▶ **Brief**
Give the data again exactly as it appears.
━━━ Data to examine ━━━
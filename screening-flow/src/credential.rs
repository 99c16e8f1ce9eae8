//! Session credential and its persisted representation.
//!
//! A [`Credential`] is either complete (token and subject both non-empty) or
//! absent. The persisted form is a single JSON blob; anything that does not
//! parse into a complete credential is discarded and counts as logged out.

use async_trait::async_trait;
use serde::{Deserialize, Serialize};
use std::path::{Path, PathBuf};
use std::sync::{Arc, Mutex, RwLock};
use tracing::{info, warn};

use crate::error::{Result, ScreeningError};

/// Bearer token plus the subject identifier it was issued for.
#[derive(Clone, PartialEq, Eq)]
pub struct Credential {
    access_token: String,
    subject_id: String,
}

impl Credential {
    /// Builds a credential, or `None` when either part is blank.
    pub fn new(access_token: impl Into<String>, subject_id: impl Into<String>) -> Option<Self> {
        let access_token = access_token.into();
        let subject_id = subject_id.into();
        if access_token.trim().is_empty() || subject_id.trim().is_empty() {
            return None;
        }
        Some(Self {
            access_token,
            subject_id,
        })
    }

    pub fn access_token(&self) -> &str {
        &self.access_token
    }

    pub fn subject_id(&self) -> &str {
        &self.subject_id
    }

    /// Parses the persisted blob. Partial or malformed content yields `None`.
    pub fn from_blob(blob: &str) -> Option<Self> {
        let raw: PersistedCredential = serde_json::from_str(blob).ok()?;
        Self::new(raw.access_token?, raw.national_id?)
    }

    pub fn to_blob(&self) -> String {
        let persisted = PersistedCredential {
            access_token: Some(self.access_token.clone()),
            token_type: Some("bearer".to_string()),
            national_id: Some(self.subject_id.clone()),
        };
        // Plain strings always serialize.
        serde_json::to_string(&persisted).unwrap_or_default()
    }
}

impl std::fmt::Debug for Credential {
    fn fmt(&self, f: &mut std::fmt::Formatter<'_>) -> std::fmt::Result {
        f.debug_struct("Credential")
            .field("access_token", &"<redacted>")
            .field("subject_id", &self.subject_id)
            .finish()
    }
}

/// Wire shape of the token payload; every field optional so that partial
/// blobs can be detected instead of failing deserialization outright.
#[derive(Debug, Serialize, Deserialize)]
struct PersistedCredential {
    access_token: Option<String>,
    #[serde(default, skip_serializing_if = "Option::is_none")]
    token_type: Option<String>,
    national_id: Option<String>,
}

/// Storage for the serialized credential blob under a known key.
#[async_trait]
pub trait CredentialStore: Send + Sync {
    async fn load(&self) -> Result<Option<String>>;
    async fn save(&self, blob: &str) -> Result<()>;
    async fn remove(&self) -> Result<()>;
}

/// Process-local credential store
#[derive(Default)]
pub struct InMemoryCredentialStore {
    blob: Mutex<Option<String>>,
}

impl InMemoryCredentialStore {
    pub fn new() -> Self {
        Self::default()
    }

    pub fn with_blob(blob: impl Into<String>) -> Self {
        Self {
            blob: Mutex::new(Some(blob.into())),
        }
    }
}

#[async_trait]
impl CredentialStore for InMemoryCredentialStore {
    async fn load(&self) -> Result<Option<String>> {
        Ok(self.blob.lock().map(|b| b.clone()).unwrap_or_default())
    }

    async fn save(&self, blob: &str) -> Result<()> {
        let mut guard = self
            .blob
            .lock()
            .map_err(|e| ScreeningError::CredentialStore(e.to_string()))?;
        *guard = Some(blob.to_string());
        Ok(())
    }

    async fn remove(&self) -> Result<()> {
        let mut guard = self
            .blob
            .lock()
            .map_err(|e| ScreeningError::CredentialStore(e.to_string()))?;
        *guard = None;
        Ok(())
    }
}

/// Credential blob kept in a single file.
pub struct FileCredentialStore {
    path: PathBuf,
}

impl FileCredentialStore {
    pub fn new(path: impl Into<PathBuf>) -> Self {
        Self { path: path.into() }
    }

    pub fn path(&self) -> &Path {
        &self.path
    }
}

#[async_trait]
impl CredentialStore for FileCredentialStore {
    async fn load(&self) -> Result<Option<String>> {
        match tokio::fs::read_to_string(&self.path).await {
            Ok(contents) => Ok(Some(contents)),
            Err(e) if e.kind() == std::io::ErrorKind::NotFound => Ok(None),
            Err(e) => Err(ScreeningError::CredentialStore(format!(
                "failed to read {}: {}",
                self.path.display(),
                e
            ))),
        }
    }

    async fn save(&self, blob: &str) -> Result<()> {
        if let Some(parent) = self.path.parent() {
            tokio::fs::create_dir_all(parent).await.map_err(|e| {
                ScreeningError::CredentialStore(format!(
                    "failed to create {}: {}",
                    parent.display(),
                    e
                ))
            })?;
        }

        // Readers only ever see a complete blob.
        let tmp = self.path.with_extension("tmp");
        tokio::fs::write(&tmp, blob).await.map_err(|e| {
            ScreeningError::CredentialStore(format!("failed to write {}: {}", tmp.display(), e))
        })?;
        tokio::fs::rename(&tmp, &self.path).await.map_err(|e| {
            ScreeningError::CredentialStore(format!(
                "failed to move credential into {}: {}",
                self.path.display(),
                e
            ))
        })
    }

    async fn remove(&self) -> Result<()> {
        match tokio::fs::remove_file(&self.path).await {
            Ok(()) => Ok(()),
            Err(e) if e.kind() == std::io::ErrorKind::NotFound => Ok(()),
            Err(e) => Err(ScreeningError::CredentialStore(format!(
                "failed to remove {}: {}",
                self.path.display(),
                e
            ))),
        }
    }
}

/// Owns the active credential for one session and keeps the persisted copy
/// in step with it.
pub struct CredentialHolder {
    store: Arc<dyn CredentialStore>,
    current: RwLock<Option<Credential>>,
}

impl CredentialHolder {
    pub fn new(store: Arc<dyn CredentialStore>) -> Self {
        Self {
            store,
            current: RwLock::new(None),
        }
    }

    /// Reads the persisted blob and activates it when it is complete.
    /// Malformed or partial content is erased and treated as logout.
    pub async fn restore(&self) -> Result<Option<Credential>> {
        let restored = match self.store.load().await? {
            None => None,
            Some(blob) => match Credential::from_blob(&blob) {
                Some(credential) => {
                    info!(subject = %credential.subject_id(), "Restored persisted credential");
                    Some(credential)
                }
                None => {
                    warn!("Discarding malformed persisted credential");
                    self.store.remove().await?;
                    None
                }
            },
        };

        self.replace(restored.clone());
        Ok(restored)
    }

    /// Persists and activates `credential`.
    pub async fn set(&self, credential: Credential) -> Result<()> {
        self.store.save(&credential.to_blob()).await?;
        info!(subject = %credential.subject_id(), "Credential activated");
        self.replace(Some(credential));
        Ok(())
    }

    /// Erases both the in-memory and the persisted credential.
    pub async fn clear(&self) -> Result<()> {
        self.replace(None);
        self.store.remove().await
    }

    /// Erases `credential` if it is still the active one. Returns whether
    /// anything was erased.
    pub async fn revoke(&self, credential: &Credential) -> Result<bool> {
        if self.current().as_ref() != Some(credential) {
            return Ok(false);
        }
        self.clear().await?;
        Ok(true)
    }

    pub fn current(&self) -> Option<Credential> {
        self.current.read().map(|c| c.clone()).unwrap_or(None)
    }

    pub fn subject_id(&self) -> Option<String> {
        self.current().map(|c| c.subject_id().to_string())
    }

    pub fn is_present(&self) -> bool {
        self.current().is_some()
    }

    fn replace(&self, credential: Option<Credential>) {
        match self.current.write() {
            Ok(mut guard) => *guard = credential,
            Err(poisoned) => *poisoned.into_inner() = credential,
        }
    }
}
━━━
▶ **Result for this exercise**
filename screening-flow/src/credential.rs
repository 99c16e8f1ce9eae8
//! Session credential and its persisted representation.
//!
//! A [`Credential`] is either complete (token and subject both non-empty) or
//! absent. The persisted form is a single JSON blob; anything that does not
//! parse into a complete credential is discarded and counts as logged out.

use async_trait::async_trait;
use serde::{Deserialize, Serialize};
use std::path::{Path, PathBuf};
use std::sync::{Arc, Mutex, RwLock};
use tracing::{info, warn};

use crate::error::{Result, ScreeningError};

/// Bearer token plus the subject identifier it was issued for.
#[derive(Clone, PartialEq, Eq)]
pub struct Credential {
    access_token: String,
    subject_id: String,
}

impl Credential {
    /// Builds a credential, or `None` when either part is blank.
    pub fn new(access_token: impl Into<String>, subject_id: impl Into<String>) -> Option<Self> {
        let access_token = access_token.into();
        let subject_id = subject_id.into();
        if access_token.trim().is_empty() || subject_id.trim().is_empty() {
            return None;
        }
        Some(Self {
            access_token,
            subject_id,
        })
    }

    pub fn access_token(&self) -> &str {
        &self.access_token
    }

    pub fn subject_id(&self) -> &str {
        &self.subject_id
    }

    /// Parses the persisted blob. Partial or malformed content yields `None`.
    pub fn from_blob(blob: &str) -> Option<Self> {
        let raw: PersistedCredential = serde_json::from_str(blob).ok()?;
        Self::new(raw.access_token?, raw.national_id?)
    }

    pub fn to_blob(&self) -> String {
        let persisted = PersistedCredential {
            access_token: Some(self.access_token.clone()),
            token_type: Some("bearer".to_string()),
            national_id: Some(self.subject_id.clone()),
        };
        // Plain strings always serialize.
        serde_json::to_string(&persisted).unwrap_or_default()
    }
}

impl std::fmt::Debug for Credential {
    fn fmt(&self, f: &mut std::fmt::Formatter<'_>) -> std::fmt::Result {
        f.debug_struct("Credential")
            .field("access_token", &"<redacted>")
            .field("subject_id", &self.subject_id)
            .finish()
    }
}

/// Wire shape of the token payload; every field optional so that partial
/// blobs can be detected instead of failing deserialization outright.
#[derive(Debug, Serialize, Deserialize)]
struct PersistedCredential {
    access_token: Option<String>,
    #[serde(default, skip_serializing_if = "Option::is_none")]
    token_type: Option<String>,
    national_id: Option<String>,
}

/// Storage for the serialized credential blob under a known key.
#[async_trait]
pub trait CredentialStore: Send + Sync {
    async fn load(&self) -> Result<Option<String>>;
    async fn save(&self, blob: &str) -> Result<()>;
    async fn remove(&self) -> Result<()>;
}

/// Process-local credential store
#[derive(Default)]
pub struct InMemoryCredentialStore {
    blob: Mutex<Option<String>>,
}

impl InMemoryCredentialStore {
    pub fn new() -> Self {
        Self::default()
    }

    pub fn with_blob(blob: impl Into<String>) -> Self {
        Self {
            blob: Mutex::new(Some(blob.into())),
        }
    }
}

#[async_trait]
impl CredentialStore for InMemoryCredentialStore {
    async fn load(&self) -> Result<Option<String>> {
        Ok(self.blob.lock().map(|b| b.clone()).unwrap_or_default())
    }

    async fn save(&self, blob: &str) -> Result<()> {
        let mut guard = self
            .blob
            .lock()
            .map_err(|e| ScreeningError::CredentialStore(e.to_string()))?;
        *guard = Some(blob.to_string());
        Ok(())
    }

    async fn remove(&self) -> Result<()> {
        let mut guard = self
            .blob
            .lock()
            .map_err(|e| ScreeningError::CredentialStore(e.to_string()))?;
        *guard = None;
        Ok(())
    }
}

/// Credential blob kept in a single file.
pub struct FileCredentialStore {
    path: PathBuf,
}

impl FileCredentialStore {
    pub fn new(path: impl Into<PathBuf>) -> Self {
        Self { path: path.into() }
    }

    pub fn path(&self) -> &Path {
        &self.path
    }
}

#[async_trait]
impl CredentialStore for FileCredentialStore {
    async fn load(&self) -> Result<Option<String>> {
        match tokio::fs::read_to_string(&self.path).await {
            Ok(contents) => Ok(Some(contents)),
            Err(e) if e.kind() == std::io::ErrorKind::NotFound => Ok(None),
            Err(e) => Err(ScreeningError::CredentialStore(format!(
                "failed to read {}: {}",
                self.path.display(),
                e
            ))),
        }
    }

    async fn save(&self, blob: &str) -> Result<()> {
        if let Some(parent) = self.path.parent() {
            tokio::fs::create_dir_all(parent).await.map_err(|e| {
                ScreeningError::CredentialStore(format!(
                    "failed to create {}: {}",
                    parent.display(),
                    e
                ))
            })?;
        }

        // Readers only ever see a complete blob.
        let tmp = self.path.with_extension("tmp");
        tokio::fs::write(&tmp, blob).await.map_err(|e| {
            ScreeningError::CredentialStore(format!("failed to write {}: {}", tmp.display(), e))
        })?;
        tokio::fs::rename(&tmp, &self.path).await.map_err(|e| {
            ScreeningError::CredentialStore(format!(
                "failed to move credential into {}: {}",
                self.path.display(),
                e
            ))
        })
    }

    async fn remove(&self) -> Result<()> {
        match tokio::fs::remove_file(&self.path).await {
            Ok(()) => Ok(()),
            Err(e) if e.kind() == std::io::ErrorKind::NotFound => Ok(()),
            Err(e) => Err(ScreeningError::CredentialStore(format!(
                "failed to remove {}: {}",
                self.path.display(),
                e
            ))),
        }
    }
}

/// Owns the active credential for one session and keeps the persisted copy
/// in step with it.
pub struct CredentialHolder {
    store: Arc<dyn CredentialStore>,
    current: RwLock<Option<Credential>>,
}

impl CredentialHolder {
    pub fn new(store: Arc<dyn CredentialStore>) -> Self {
        Self {
            store,
            current: RwLock::new(None),
        }
    }

    /// Reads the persisted blob and activates it when it is complete.
    /// Malformed or partial content is erased and treated as logout.
    pub async fn restore(&self) -> Result<Option<Credential>> {
        let restored = match self.store.load().await? {
            None => None,
            Some(blob) => match Credential::from_blob(&blob) {
                Some(credential) => {
                    info!(subject = %credential.subject_id(), "Restored persisted credential");
                    Some(credential)
                }
                None => {
                    warn!("Discarding malformed persisted credential");
                    self.store.remove().await?;
                    None
                }
            },
        };

        self.replace(restored.clone());
        Ok(restored)
    }

    /// Persists and activates `credential`.
    pub async fn set(&self, credential: Credential) -> Result<()> {
        self.store.save(&credential.to_blob()).await?;
        info!(subject = %credential.subject_id(), "Credential activated");
        self.replace(Some(credential));
        Ok(())
    }

    /// Erases both the in-memory and the persisted credential.
    pub async fn clear(&self) -> Result<()> {
        self.replace(None);
        self.store.remove().await
    }

    /// Erases `credential` if it is still the active one. Returns whether
    /// anything was erased.
    pub async fn revoke(&self, credential: &Credential) -> Result<bool> {
        if self.current().as_ref() != Some(credential) {
            return Ok(false);
        }
        self.clear().await?;
        Ok(true)
    }

    pub fn current(&self) -> Option<Credential> {
        self.current.read().map(|c| c.clone()).unwrap_or(None)
    }

    pub fn subject_id(&self) -> Option<String> {
        self.current().map(|c| c.subject_id().to_string())
    }

    pub fn is_present(&self) -> bool {
        self.current().is_some()
    }

    fn replace(&self, credential: Option<Credential>) {
        match self.current.write() {
            Ok(mut guard) => *guard = credential,
            Err(poisoned) => *poisoned.into_inner() = credential,
        }
    }
}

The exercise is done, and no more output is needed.